*** EXTRACTED RECORDS Section Begins ***

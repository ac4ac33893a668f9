//! Scan plus batch runs over whole shots.

use animbatch_engine::{
    scan_scene, BatchObserver, BatchRunner, CancelToken, ExportItem, ExportResult, NoopObserver,
};
use animbatch_model::{FbxExportOptions, ItemKind, ItemStatus};
use animbatch_scene::{MemoryScene, SceneGraph};
use animbatch_tests::fixtures::{shot_scene, Workspace, HERO_SCENE_JSON};
use pretty_assertions::assert_eq;
use std::fs;

const CAMERA_FILE: &str = "Cam_Proj_SceneA01_Shot010.fbx";
const HERO_FILE: &str = "A_Proj_hero_SceneA01_Shot010.fbx";
const FACE_FILE: &str = "A_Proj_hero_SceneA01_Shot010_Face.fbx";

#[test]
fn test_shot_batch_end_to_end() {
    let mut scene = shot_scene();
    let names = scene.node_names();
    let mut report = scan_scene(&scene);
    let ws = Workspace::new();
    let runner = BatchRunner::new(ws.ctx(1, 24), FbxExportOptions::default());

    let summary = runner
        .run(&mut scene, &mut report.items, &mut NoopObserver)
        .unwrap();

    assert_eq!(
        summary.line(),
        "Export complete: 3 succeeded, 1 failed out of 4 selected."
    );
    for file in [CAMERA_FILE, HERO_FILE, FACE_FILE] {
        assert!(ws.file(file).exists(), "{}", file);
    }
    let prop = report
        .items
        .iter()
        .find(|i| i.node == "|prop_grp|Root")
        .unwrap();
    assert_eq!(prop.status, ItemStatus::Error);
    assert_eq!(
        prop.message,
        "AnimationOnly=false but exported FBX contains no skin/deformer data"
    );
    assert!(report
        .items
        .iter()
        .filter(|i| i.node != "|prop_grp|Root")
        .all(|i| i.status == ItemStatus::Done && i.message.starts_with("OK (")));
    assert_eq!(scene.node_names(), names);

    let log = fs::read_to_string(ws.file("1-24.log")).unwrap();
    assert!(log.contains("Files      : 4 (ok: 3, fail: 1)"));
    assert!(log.contains("Status     : FAILED"));
    assert!(log.trim_end().ends_with(&"=".repeat(70)));
    assert!(log.contains("END OF LOG"));

    let ranges = fs::read_to_string(ws.file("Export range 1 - 24.txt")).unwrap();
    assert!(ranges.starts_with('\u{feff}'));
    assert!(ranges.contains("Total: 3 item(s)"));
    assert!(ranges.contains(&format!("| shotCam | File: {}", CAMERA_FILE)));
}

#[test]
fn test_animation_only_batch_exports_every_item() {
    let mut scene = shot_scene();
    let mut report = scan_scene(&scene);
    let ws = Workspace::new();
    let opts = FbxExportOptions::default().animation_only(true);
    let runner = BatchRunner::new(ws.ctx(1, 24), opts);

    let summary = runner
        .run(&mut scene, &mut report.items, &mut NoopObserver)
        .unwrap();

    assert_eq!(summary.succeeded, 4, "{:?}", report.items);
    assert!(!summary.has_failures());
    let combo = summary
        .results
        .iter()
        .find(|(i, _)| report.items[*i].kind == ItemKind::SkeletonBlendShape)
        .map(|(_, r)| r)
        .unwrap();
    assert!(combo.warnings.iter().any(|w| w.starts_with("Skeleton AnimationOnly(UI)=true is ignored")));
}

struct CancelAfterFirst {
    token: CancelToken,
    finished: Vec<String>,
}

impl BatchObserver for CancelAfterFirst {
    fn on_item_finished(&mut self, item: &ExportItem, _result: Option<&ExportResult>) {
        self.finished.push(item.name.clone());
        self.token.cancel();
    }
}

#[test]
fn test_cancellation_stops_at_the_item_boundary() {
    let mut scene = shot_scene();
    let names = scene.node_names();
    let mut report = scan_scene(&scene);
    let ws = Workspace::new();
    let token = CancelToken::new();
    let ctx = ws.ctx(1, 24).with_cancel_token(token.clone());
    let runner = BatchRunner::new(ctx, FbxExportOptions::default());
    let mut observer = CancelAfterFirst {
        token,
        finished: Vec::new(),
    };

    let summary = runner.run(&mut scene, &mut report.items, &mut observer).unwrap();

    assert_eq!(
        summary.line(),
        "Export complete: 1 succeeded, 0 failed, 3 cancelled out of 4 selected."
    );
    assert_eq!(observer.finished, vec!["shotCam"]);
    assert!(ws.file(CAMERA_FILE).exists());
    assert!(!ws.file(HERO_FILE).exists());
    assert_eq!(
        report
            .items
            .iter()
            .filter(|i| i.status == ItemStatus::Cancelled && i.message == "Cancelled by user")
            .count(),
        3
    );
    assert_eq!(scene.node_names(), names);
}

#[test]
fn test_cancel_before_start_exports_nothing() {
    let mut scene = shot_scene();
    let mut report = scan_scene(&scene);
    let ws = Workspace::new();
    let token = CancelToken::new();
    token.cancel();
    let runner = BatchRunner::new(
        ws.ctx(1, 24).with_cancel_token(token),
        FbxExportOptions::default(),
    );

    let summary = runner
        .run(&mut scene, &mut report.items, &mut NoopObserver)
        .unwrap();

    assert_eq!(summary.cancelled, 4);
    assert!(scene.exports().is_empty());
    assert_eq!(summary.frame_range_log, None);
}

#[test]
fn test_fps_override_is_undone() {
    let mut scene = shot_scene();
    let mut report = scan_scene(&scene);
    for item in &mut report.items {
        item.selected = item.kind == ItemKind::Camera;
    }
    let ws = Workspace::new();
    let runner = BatchRunner::new(
        ws.ctx(1, 24).with_fps_override(Some(30.0)),
        FbxExportOptions::default(),
    );

    let summary = runner
        .run(&mut scene, &mut report.items, &mut NoopObserver)
        .unwrap();

    assert_eq!(summary.selected, 1);
    assert_eq!(summary.fps, 30.0);
    assert_eq!(scene.time_unit(), "film");
    assert!(report
        .items
        .iter()
        .filter(|i| i.kind != ItemKind::Camera)
        .all(|i| i.status == ItemStatus::Pending));
    let ranges = fs::read_to_string(ws.file("Export range 1 - 24.txt")).unwrap();
    assert!(ranges.contains("FPS: 30"));
}

#[test]
fn test_referenced_character_from_json_scene() {
    let mut scene = MemoryScene::from_json(HERO_SCENE_JSON).unwrap();
    let names = scene.node_names();
    let mut report = scan_scene(&scene);
    assert_eq!(report.items.len(), 1);
    assert_eq!(report.items[0].kind, ItemKind::Skeleton);
    assert_eq!(report.items[0].filename, "A_Proj_villain_SceneB02_Shot020.fbx");

    let ws = Workspace::new();
    let (start, end) = scene.playback_range();
    let runner = BatchRunner::new(
        ws.ctx(start as i32, end as i32),
        FbxExportOptions::default(),
    );
    let summary = runner
        .run(&mut scene, &mut report.items, &mut NoopObserver)
        .unwrap();

    assert_eq!(summary.succeeded, 1, "{:?}", report.items[0].message);
    assert!(ws.file("A_Proj_villain_SceneB02_Shot020.fbx").exists());
    assert!(ws.file("1-12.log").exists());
    assert_eq!(scene.node_names(), names);
}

*** EXTRACTED RECORDS Section Ends ***

PROBLEM REQUIREMENTS
Every entry shown earlier is to be returned exactly, line for line.

RESPONSE AREA
repository ac4ac33893a668f9
//! Scan plus batch runs over whole shots.

use animbatch_engine::{
    scan_scene, BatchObserver, BatchRunner, CancelToken, ExportItem, ExportResult, NoopObserver,
};
use animbatch_model::{FbxExportOptions, ItemKind, ItemStatus};
use animbatch_scene::{MemoryScene, SceneGraph};
use animbatch_tests::fixtures::{shot_scene, Workspace, HERO_SCENE_JSON};
use pretty_assertions::assert_eq;
use std::fs;

const CAMERA_FILE: &str = "Cam_Proj_SceneA01_Shot010.fbx";
const HERO_FILE: &str = "A_Proj_hero_SceneA01_Shot010.fbx";
const FACE_FILE: &str = "A_Proj_hero_SceneA01_Shot010_Face.fbx";

#[test]
fn test_shot_batch_end_to_end() {
    let mut scene = shot_scene();
    let names = scene.node_names();
    let mut report = scan_scene(&scene);
    let ws = Workspace::new();
    let runner = BatchRunner::new(ws.ctx(1, 24), FbxExportOptions::default());

    let summary = runner
        .run(&mut scene, &mut report.items, &mut NoopObserver)
        .unwrap();

    assert_eq!(
        summary.line(),
        "Export complete: 3 succeeded, 1 failed out of 4 selected."
    );
    for file in [CAMERA_FILE, HERO_FILE, FACE_FILE] {
        assert!(ws.file(file).exists(), "{}", file);
    }
    let prop = report
        .items
        .iter()
        .find(|i| i.node == "|prop_grp|Root")
        .unwrap();
    assert_eq!(prop.status, ItemStatus::Error);
    assert_eq!(
        prop.message,
        "AnimationOnly=false but exported FBX contains no skin/deformer data"
    );
    assert!(report
        .items
        .iter()
        .filter(|i| i.node != "|prop_grp|Root")
        .all(|i| i.status == ItemStatus::Done && i.message.starts_with("OK (")));
    assert_eq!(scene.node_names(), names);

    let log = fs::read_to_string(ws.file("1-24.log")).unwrap();
    assert!(log.contains("Files      : 4 (ok: 3, fail: 1)"));
    assert!(log.contains("Status     : FAILED"));
    assert!(log.trim_end().ends_with(&"=".repeat(70)));
    assert!(log.contains("END OF LOG"));

    let ranges = fs::read_to_string(ws.file("Export range 1 - 24.txt")).unwrap();
    assert!(ranges.starts_with('\u{feff}'));
    assert!(ranges.contains("Total: 3 item(s)"));
    assert!(ranges.contains(&format!("| shotCam | File: {}", CAMERA_FILE)));
}

#[test]
fn test_animation_only_batch_exports_every_item() {
    let mut scene = shot_scene();
    let mut report = scan_scene(&scene);
    let ws = Workspace::new();
    let opts = FbxExportOptions::default().animation_only(true);
    let runner = BatchRunner::new(ws.ctx(1, 24), opts);

    let summary = runner
        .run(&mut scene, &mut report.items, &mut NoopObserver)
        .unwrap();

    assert_eq!(summary.succeeded, 4, "{:?}", report.items);
    assert!(!summary.has_failures());
    let combo = summary
        .results
        .iter()
        .find(|(i, _)| report.items[*i].kind == ItemKind::SkeletonBlendShape)
        .map(|(_, r)| r)
        .unwrap();
    assert!(combo.warnings.iter().any(|w| w.starts_with("Skeleton AnimationOnly(UI)=true is ignored")));
}

struct CancelAfterFirst {
    token: CancelToken,
    finished: Vec<String>,
}

impl BatchObserver for CancelAfterFirst {
    fn on_item_finished(&mut self, item: &ExportItem, _result: Option<&ExportResult>) {
        self.finished.push(item.name.clone());
        self.token.cancel();
    }
}

#[test]
fn test_cancellation_stops_at_the_item_boundary() {
    let mut scene = shot_scene();
    let names = scene.node_names();
    let mut report = scan_scene(&scene);
    let ws = Workspace::new();
    let token = CancelToken::new();
    let ctx = ws.ctx(1, 24).with_cancel_token(token.clone());
    let runner = BatchRunner::new(ctx, FbxExportOptions::default());
    let mut observer = CancelAfterFirst {
        token,
        finished: Vec::new(),
    };

    let summary = runner.run(&mut scene, &mut report.items, &mut observer).unwrap();

    assert_eq!(
        summary.line(),
        "Export complete: 1 succeeded, 0 failed, 3 cancelled out of 4 selected."
    );
    assert_eq!(observer.finished, vec!["shotCam"]);
    assert!(ws.file(CAMERA_FILE).exists());
    assert!(!ws.file(HERO_FILE).exists());
    assert_eq!(
        report
            .items
            .iter()
            .filter(|i| i.status == ItemStatus::Cancelled && i.message == "Cancelled by user")
            .count(),
        3
    );
    assert_eq!(scene.node_names(), names);
}

#[test]
fn test_cancel_before_start_exports_nothing() {
    let mut scene = shot_scene();
    let mut report = scan_scene(&scene);
    let ws = Workspace::new();
    let token = CancelToken::new();
    token.cancel();
    let runner = BatchRunner::new(
        ws.ctx(1, 24).with_cancel_token(token),
        FbxExportOptions::default(),
    );

    let summary = runner
        .run(&mut scene, &mut report.items, &mut NoopObserver)
        .unwrap();

    assert_eq!(summary.cancelled, 4);
    assert!(scene.exports().is_empty());
    assert_eq!(summary.frame_range_log, None);
}

#[test]
fn test_fps_override_is_undone() {
    let mut scene = shot_scene();
    let mut report = scan_scene(&scene);
    for item in &mut report.items {
        item.selected = item.kind == ItemKind::Camera;
    }
    let ws = Workspace::new();
    let runner = BatchRunner::new(
        ws.ctx(1, 24).with_fps_override(Some(30.0)),
        FbxExportOptions::default(),
    );

    let summary = runner
        .run(&mut scene, &mut report.items, &mut NoopObserver)
        .unwrap();

    assert_eq!(summary.selected, 1);
    assert_eq!(summary.fps, 30.0);
    assert_eq!(scene.time_unit(), "film");
    assert!(report
        .items
        .iter()
        .filter(|i| i.kind != ItemKind::Camera)
        .all(|i| i.status == ItemStatus::Pending));
    let ranges = fs::read_to_string(ws.file("Export range 1 - 24.txt")).unwrap();
    assert!(ranges.contains("FPS: 30"));
}

#[test]
fn test_referenced_character_from_json_scene() {
    let mut scene = MemoryScene::from_json(HERO_SCENE_JSON).unwrap();
    let names = scene.node_names();
    let mut report = scan_scene(&scene);
    assert_eq!(report.items.len(), 1);
    assert_eq!(report.items[0].kind, ItemKind::Skeleton);
    assert_eq!(report.items[0].filename, "A_Proj_villain_SceneB02_Shot020.fbx");

    let ws = Workspace::new();
    let (start, end) = scene.playback_range();
    let runner = BatchRunner::new(
        ws.ctx(start as i32, end as i32),
        FbxExportOptions::default(),
    );
    let summary = runner
        .run(&mut scene, &mut report.items, &mut NoopObserver)
        .unwrap();

    assert_eq!(summary.succeeded, 1, "{:?}", report.items[0].message);
    assert!(ws.file("A_Proj_villain_SceneB02_Shot020.fbx").exists());
    assert!(ws.file("1-12.log").exists());
    assert_eq!(scene.node_names(), names);
}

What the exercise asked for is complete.